impl CopyDepth {
    fn new(device: &wgpu::Device) -> Self {
        let layout = device.create_bind_group_layout(&wgpu::BindGroupLayoutDescriptor {
            label: Some("CopyDepthLayout"),
            entries: &[wgpu::BindGroupLayoutEntry {
                binding: 0,
                visibility: wgpu::ShaderStages::FRAGMENT,
                ty: wgpu::BindingType::Texture {
                    sample_type: wgpu::TextureSampleType::Depth,
                    view_dimension: wgpu::TextureViewDimension::D2,
                    multisampled: false,
                },
                count: None,
            }],
        });
        let pipeline_layout = device.create_pipeline_layout(&wgpu::PipelineLayoutDescriptor {
            label: Some("CopyDepthPipelineLayout"),
            bind_group_layouts: &[&layout],
            push_constant_ranges: &[],
        });
        let shader = device.create_shader_module(wgpu::ShaderModuleDescriptor {
            label: Some("copy_depth"),
            source: wgpu::ShaderSource::Wgsl(include_str!("../../shader/copy_depth.wgsl").into()),
        });
        let pipeline =
            super::pipeline_builder::PipelineBuilder::new(device, &pipeline_layout, &shader)
            .with_label("CopyDepthPipeline")
            .with_depth(DEPTH_FORMAT, false, true)
            .build();
        Self { layout, pipeline }
    }
}

/// Renders through wgpu into a window surface.
pub struct WgpuBackend {
    context: GpuContext,
    layouts: Layouts,
    color_sampler: wgpu::Sampler,
    comparison_sampler: wgpu::Sampler,
    fallbacks: Fallbacks,
    screen_depth: GpuTexture,
    textures: HashMap<TextureId, GpuTexture>,
    texture_groups: HashMap<[u32; TextureSlot::COUNT], wgpu::BindGroup>,
    programs: HashMap<ProgramId, GpuProgram>,
    pipelines: PipelineCache,
    meshes: HashMap<MeshId, GpuMesh>,
    copy_depth: CopyDepth,
    staging: wgpu::Buffer,
    staging_offset: u64,
    encoder: Option<wgpu::CommandEncoder>,
    frame: Option<Frame>,
    state: RenderState,
    bound: [Option<TextureId>; TextureSlot::COUNT],
    next_texture: u32,
    next_mesh: u32,
}

impl WgpuBackend {
    pub async fn new(window: Arc<Window>, settings: &RenderSettings) -> Result<Self, RenderError> {
        let context = GpuContext::new(window, settings).await?;
        let device = &context.device;

        let layouts = Layouts::new(device);
        let color_sampler = device.create_sampler(&wgpu::SamplerDescriptor {
            label: Some("ColorSampler"),
            address_mode_u: wgpu::AddressMode::ClampToEdge,
            address_mode_v: wgpu::AddressMode::ClampToEdge,
            address_mode_w: wgpu::AddressMode::ClampToEdge,
            mag_filter: wgpu::FilterMode::Nearest,
            min_filter: wgpu::FilterMode::Linear,
            mipmap_filter: wgpu::FilterMode::Nearest,
            ..Default::default()
        });
        let comparison_sampler = device.create_sampler(&wgpu::SamplerDescriptor {
            label: Some("ShadowSampler"),
            address_mode_u: wgpu::AddressMode::ClampToEdge,
            address_mode_v: wgpu::AddressMode::ClampToEdge,
            mag_filter: wgpu::FilterMode::Linear,
            min_filter: wgpu::FilterMode::Linear,
            compare: Some(wgpu::CompareFunction::LessEqual),
            ..Default::default()
        });
        let fallbacks = Fallbacks::new(device, &context.queue);
        let screen_depth =
            GpuTexture::framebuffer(device, context.config.width, context.config.height);
        let staging = device.create_buffer(&wgpu::BufferDescriptor {
            label: Some("UniformStaging"),
            size: STAGING_CAPACITY,
            usage: wgpu::BufferUsages::COPY_SRC | wgpu::BufferUsages::COPY_DST,
            mapped_at_creation: false,
        });
        let copy_depth = CopyDepth::new(device);
        let viewport = Viewport::new(context.config.width, context.config.height);

        info!("wgpu backend ready");
        Ok(Self {
            context,
            layouts,
            color_sampler,
            comparison_sampler,
            fallbacks,
            screen_depth,
            textures: HashMap::new(),
            texture_groups: HashMap::new(),
            programs: HashMap::new(),
            pipelines: PipelineCache::default(),
            meshes: HashMap::new(),
            copy_depth,
            staging,
            staging_offset: 0,
            encoder: None,
            frame: None,
            state: RenderState::new(viewport),
            bound: [None; TextureSlot::COUNT],
            next_texture: 1,
            next_mesh: 1,
        })
    }

    pub fn surface_size(&self) -> Viewport {
        Viewport::new(self.context.config.width, self.context.config.height)
    }

    pub fn resize(&mut self, width: u32, height: u32) {
        if self.context.resize(width, height) {
            self.screen_depth = GpuTexture::framebuffer(&self.context.device, width, height);
        }
    }

    /// Acquires the next surface image. Returns `false` when the frame has
    /// to be skipped: the surface timed out, or was lost or outdated and
    /// has been reconfigured. Any other surface error is fatal.
    pub fn begin_frame(&mut self) -> Result<bool, RenderError> {
        let surface = match self.context.surface.get_current_texture() {
            Ok(surface) => surface,
            Err(err) if skips_frame(&err) => {
                if !matches!(err, wgpu::SurfaceError::Timeout) {
                    self.context.reconfigure();
                }
                warn!("Skipping frame: {err}");
                return Ok(false);
            }
            Err(err) => return Err(err.into()),
        };
        self.context
            .device
            .push_error_scope(wgpu::ErrorFilter::Validation);
        let view = surface
            .texture
            .create_view(&wgpu::TextureViewDescriptor::default());
        self.frame = Some(Frame { surface, view });
        Ok(true)
    }

    /// Submits the frame's commands and presents it.
    pub fn end_frame(&mut self) {
        self.submit();
        if let Some(frame) = self.frame.take() {
            frame.surface.present();
            if let Some(err) = pollster::block_on(self.context.device.pop_error_scope()) {
                error!("GPU validation error: {err}");
            }
        }
    }

    pub fn pipeline_count(&self) -> usize {
        self.pipelines.len()
    }

    fn submit(&mut self) {
        if let Some(encoder) = self.encoder.take() {
            self.context.queue.submit(Some(encoder.finish()));
        }
        self.staging_offset = 0;
    }

    /// Takes the frame encoder, creating one lazily; callers put it back
    /// with [`WgpuBackend::restore_encoder`] once their passes are recorded.
    fn take_encoder(&mut self) -> wgpu::CommandEncoder {
        match self.encoder.take() {
            Some(encoder) => encoder,
            None => self
                .context
                .device
                .create_command_encoder(&wgpu::CommandEncoderDescriptor {
                    label: Some("FrameEncoder"),
                }),
        }
    }

    fn restore_encoder(&mut self, encoder: wgpu::CommandEncoder) {
        self.encoder = Some(encoder);
    }

    fn allocate(&mut self, texture: GpuTexture) -> TextureId {
        let id = TextureId(self.next_texture);
        self.next_texture += 1;
        self.textures.insert(id, texture);
        id
    }

    fn attachments(&self, target: RenderTarget) -> Option<Attachments<'_>> {
        match target {
            RenderTarget::Screen => {
                let frame = self.frame.as_ref()?;
                Some(Attachments {
                    color: Some(&frame.view),
                    color_format: Some(self.context.config.format),
                    depth: self.screen_depth.depth_attachment(),
                    width: self.context.config.width,
                    height: self.context.config.height,
                })
            }
            RenderTarget::Framebuffer(id) => {
                let texture = self.textures.get(&id)?;
                let (width, height) = texture.size();
                Some(Attachments {
                    color: texture.color_attachment(),
                    color_format: Some(textures::COLOR_FORMAT),
                    depth: texture.depth_attachment(),
                    width,
                    height,
                })
            }
            RenderTarget::DepthMap(id) => {
                let texture = self.textures.get(&id)?;
                let (width, height) = texture.size();
                Some(Attachments {
                    color: None,
                    color_format: None,
                    depth: texture.depth_attachment(),
                    width,
                    height,
                })
            }
            RenderTarget::CubemapFace(id, face) => {
                let texture = self.textures.get(&id)?;
                let (width, height) = texture.size();
                Some(Attachments {
                    color: texture.face(face),
                    color_format: Some(textures::COLOR_FORMAT),
                    depth: None,
                    width,
                    height,
                })
            }
        }
    }

    /// Texture ids per slot after dropping anything that cannot be sampled
    /// there or is the texture being rendered into; 0 selects the fallback.
    fn slot_key(&self, target: Option<TextureId>) -> [u32; TextureSlot::COUNT] {
        let mut key = [0; TextureSlot::COUNT];
        for (index, bound) in self.bound.iter().enumerate() {
            let Some(id) = *bound else {
                continue;
            };
            if Some(id) == target {
                continue;
            }
            let Some(texture) = self.textures.get(&id) else {
                continue;
            };
            let usable = match index {
                i if i == TextureSlot::Main.index() => texture.sampled_color().is_some(),
                i if i == TextureSlot::Skybox.index() => texture.sampled_cube().is_some(),
                _ => texture.sampled_depth().is_some(),
            };
            if usable {
                key[index] = id.0;
            }
        }
        key
    }

    fn ensure_texture_group(&mut self, key: [u32; TextureSlot::COUNT]) {
        if self.texture_groups.contains_key(&key) {
            return;
        }
        let view = |slot: TextureSlot| self.textures.get(&TextureId(key[slot.index()]));
        let main = view(TextureSlot::Main)
            .and_then(GpuTexture::sampled_color)
            .or_else(|| self.fallbacks.color.sampled_color());
        let skybox = view(TextureSlot::Skybox)
            .and_then(GpuTexture::sampled_cube)
            .or_else(|| self.fallbacks.cube.sampled_cube());
        let depth_of = |slot: TextureSlot| {
            view(slot)
                .and_then(GpuTexture::sampled_depth)
                .or_else(|| self.fallbacks.depth.sampled_depth())
        };
        let (Some(main), Some(skybox), Some(shadows0), Some(shadows1), Some(depth)) = (
            main,
            skybox,
            depth_of(TextureSlot::Shadows0),
            depth_of(TextureSlot::Shadows1),
            depth_of(TextureSlot::Depth),
        ) else {
            error!("Fallback textures are missing a view");
            return;
        };
        let group = self
            .context
            .device
            .create_bind_group(&wgpu::BindGroupDescriptor {
                label: Some("TextureSlots"),
                layout: &self.layouts.textures,
                entries: &[
                    wgpu::BindGroupEntry {
                        binding: 0,
                        resource: wgpu::BindingResource::TextureView(main),
                    },
                    wgpu::BindGroupEntry {
                        binding: 1,
                        resource: wgpu::BindingResource::Sampler(&self.color_sampler),
                    },
                    wgpu::BindGroupEntry {
                        binding: 2,
                        resource: wgpu::BindingResource::TextureView(skybox),
                    },
                    wgpu::BindGroupEntry {
                        binding: 3,
                        resource: wgpu::BindingResource::TextureView(shadows0),
                    },
                    wgpu::BindGroupEntry {
                        binding: 4,
                        resource: wgpu::BindingResource::TextureView(shadows1),
                    },
                    wgpu::BindGroupEntry {
                        binding: 5,
                        resource: wgpu::BindingResource::Sampler(&self.comparison_sampler),
                    },
                    wgpu::BindGroupEntry {
                        binding: 6,
                        resource: wgpu::BindingResource::TextureView(depth),
                    },
                ],
            });
        self.texture_groups.insert(key, group);
    }

    fn draw(
        &mut self,
        program: ProgramId,
        primitive: Primitive,
        layout: VertexLayout,
        buffer: &wgpu::Buffer,
        vertex_count: u32,
    ) {
        if vertex_count == 0 {
            return;
        }
        let target = self.state.target;
        let Some((color_format, has_depth, width, height)) = self
            .attachments(target)
            .map(|a| (a.color_format, a.depth.is_some(), a.width, a.height))
        else {
            warn!("Draw into unavailable target {:?} skipped", target);
            return;
        };
        let scissor = match self.state.effective_scissor() {
            Some(rect) => {
                let rect = rect.intersect(&Viewport::new(width, height).full_rect());
                if rect.is_empty() {
                    return;
                }
                Some(rect)
            }
            None => None,
        };

        let Some(gpu_program) = self.programs.get(&program) else {
            warn!("Draw with unknown program {:?} skipped", program);
            return;
        };
        let key = PipelineKey::new(
            program,
            primitive,
            layout,
            &self.state,
            color_format,
            has_depth,
        );
        self.pipelines
            .prepare(&self.context.device, &self.layouts, gpu_program, key);
        let slots = self.slot_key(target.texture());
        self.ensure_texture_group(slots);

        let mut encoder = self.take_encoder();
        if let (Some(attachments), Some(gpu_program), Some(pipeline), Some(textures)) = (
            self.attachments(target),
            self.programs.get(&program),
            self.pipelines.get(&key),
            self.texture_groups.get(&slots),
        ) {
            let mut pass = begin_pass(&mut encoder, &attachments, None, false);
            pass.set_viewport(
                0.0,
                0.0,
                self.state.viewport.width.min(width).max(1) as f32,
                self.state.viewport.height.min(height).max(1) as f32,
                0.0,
                1.0,
            );
            if let Some(rect) = scissor {
                pass.set_scissor_rect(rect.x0 as u32, rect.y0 as u32, rect.width(), rect.height());
            }
            pass.set_pipeline(pipeline);
            pass.set_bind_group(0, &gpu_program.uniform_group, &[]);
            pass.set_bind_group(1, textures, &[]);
            pass.set_vertex_buffer(0, buffer.slice(..));
            pass.draw(0..vertex_count, 0..1);
        }
        self.restore_encoder(encoder);
    }
}
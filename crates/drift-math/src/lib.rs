//! Numerical primitives for the SCPN drift-turbulence core.

pub mod extrapolate;
pub mod fft;
pub mod laplace;
pub mod stencil;
pub mod tridiag;
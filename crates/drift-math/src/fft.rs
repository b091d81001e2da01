//! Azimuthal FFT wrappers around rustfft.
//!
//! Convention matches numpy:
//! - Forward FFT: unnormalized
//! - Inverse FFT: normalized by 1/nz

use num_complex::Complex64;
use rustfft::{Fft, FftPlanner};
use std::fmt;
use std::sync::Arc;

/// Forward/inverse plans for one azimuthal resolution.
#[derive(Clone)]
pub struct AzimuthalFft {
    n: usize,
    forward: Arc<dyn Fft<f64>>,
    inverse: Arc<dyn Fft<f64>>,
}

impl fmt::Debug for AzimuthalFft {
    fn fmt(&self, f: &mut fmt::Formatter<'_>) -> fmt::Result {
        f.debug_struct("AzimuthalFft").field("n", &self.n).finish()
    }
}

impl AzimuthalFft {
    pub fn new(n: usize) -> Self {
        let mut planner = FftPlanner::new();
        AzimuthalFft {
            n,
            forward: planner.plan_fft_forward(n),
            inverse: planner.plan_fft_inverse(n),
        }
    }

    pub fn len(&self) -> usize {
        self.n
    }

    pub fn is_empty(&self) -> bool {
        self.n == 0
    }

    /// Forward transform of a real line. Matches `numpy.fft.fft()`.
    pub fn forward(&self, line: &[f64]) -> Vec<Complex64> {
        let mut data: Vec<Complex64> = line.iter().map(|&v| Complex64::new(v, 0.0)).collect();
        self.forward.process(&mut data);
        data
    }

    /// Inverse transform to a real line. Matches `numpy.fft.ifft().real`.
    pub fn inverse(&self, spectrum: &[Complex64]) -> Vec<f64> {
        let norm = 1.0 / self.n as f64;
        let mut data = spectrum.to_vec();
        self.inverse.process(&mut data);
        data.iter().map(|c| c.re * norm).collect()
    }

    /// Azimuthal mode number |m| carried by FFT bin `k`.
    pub fn mode_number(&self, k: usize) -> usize {
        if k <= self.n / 2 {
            k
        } else {
            self.n - k
        }
    }

    /// Eigenvalue of the second-order central d²/dθ² for bin `k`:
    /// `−4 sin²(k·dθ/2) / dθ²`.
    pub fn second_difference_eigenvalue(&self, k: usize, dtheta: f64) -> f64 {
        let half = 0.5 * k as f64 * dtheta;
        -4.0 * half.sin().powi(2) / (dtheta * dtheta)
    }
}
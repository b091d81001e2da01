// ─────────────────────────────────────────────────────────────────────
// SCPN Drift Core — Metric
// © 1998–2026 Miroslav Šotek. All rights reserved.
// Contact: www.anulum.li | protoscience@anulum.li
// ORCID: https://orcid.org/0009-0009-3560-0851
// License: GNU AGPL v3 | Commercial licensing available
// ─────────────────────────────────────────────────────────────────────
//! Clebsch metric of a straight magnetised cylinder.
//!
//! Coordinates are x = ρ, y along the field, z = θ. The metric depends on
//! ρ only, so every component is a radial profile indexed like the x
//! storage of a field (ghosts included).

use crate::error::{DriftError, DriftResult};
use crate::mesh::Mesh3D;
use ndarray::Array1;

#[derive(Debug, Clone, PartialEq)]
pub struct Metric {
    /// Jacobian J.
    pub j: Array1<f64>,
    /// Contravariant g^xx.
    pub g11: Array1<f64>,
    /// Contravariant g^yy.
    pub g22: Array1<f64>,
    /// Contravariant g^zz.
    pub g33: Array1<f64>,
    /// Covariant g_xx.
    pub g_11: Array1<f64>,
    /// Covariant g_yy.
    pub g_22: Array1<f64>,
    /// Covariant g_zz.
    pub g_33: Array1<f64>,
}

impl Metric {
    /// J = ρ, g^xx = 1, g^zz = 1/ρ².
    ///
    /// Inside the axis ghosts ρ is negative, so J changes sign there and the
    /// face product `J·g^xx` vanishes exactly on the axis.
    pub fn cylinder(mesh: &Mesh3D) -> Self {
        let rho = &mesh.rho;
        let ones = Array1::ones(rho.len());
        Metric {
            j: rho.clone(),
            g11: ones.clone(),
            g22: ones.clone(),
            g33: rho.mapv(|r| 1.0 / (r * r)),
            g_11: ones.clone(),
            g_22: ones,
            g_33: rho.mapv(|r| r * r),
        }
    }

    /// Metric from externally supplied radial profiles of J, g^xx and g^zz.
    pub fn from_profiles(
        mesh: &Mesh3D,
        j: Array1<f64>,
        g11: Array1<f64>,
        g33: Array1<f64>,
    ) -> DriftResult<Self> {
        let sx = mesh.shape().0;
        for (name, profile) in [("J", &j), ("g11", &g11), ("g33", &g33)] {
            if profile.len() != sx {
                return Err(DriftError::PhysicsViolation(format!(
                    "metric profile {name} has length {}, expected {sx}",
                    profile.len()
                )));
            }
            if profile.iter().any(|v| !v.is_finite()) {
                return Err(DriftError::PhysicsViolation(format!(
                    "metric profile {name} contains non-finite values"
                )));
            }
        }
        for i in mesh.xs() {
            if j[i] <= 0.0 || g11[i] <= 0.0 || g33[i] <= 0.0 {
                return Err(DriftError::PhysicsViolation(format!(
                    "metric must be positive in the interior: J={}, g11={}, g33={} at x={i}",
                    j[i], g11[i], g33[i]
                )));
            }
        }
        let ones = Array1::ones(sx);
        Ok(Metric {
            g_11: g11.mapv(|v| 1.0 / v),
            g_33: g33.mapv(|v| 1.0 / v),
            g22: ones.clone(),
            g_22: ones,
            j,
            g11,
            g33,
        })
    }

    /// `J·g^xx` on the face between storage cells `i` and `i + 1`.
    pub fn jg11_face(&self, i: usize) -> f64 {
        0.5 * (self.j[i] * self.g11[i] + self.j[i + 1] * self.g11[i + 1])
    }
}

------------------------------------------------------------------------

Across the listing above, how many lines include the word "bool"? Answer with only the number.

▸ ANSWER TO THE EXERCISE:
2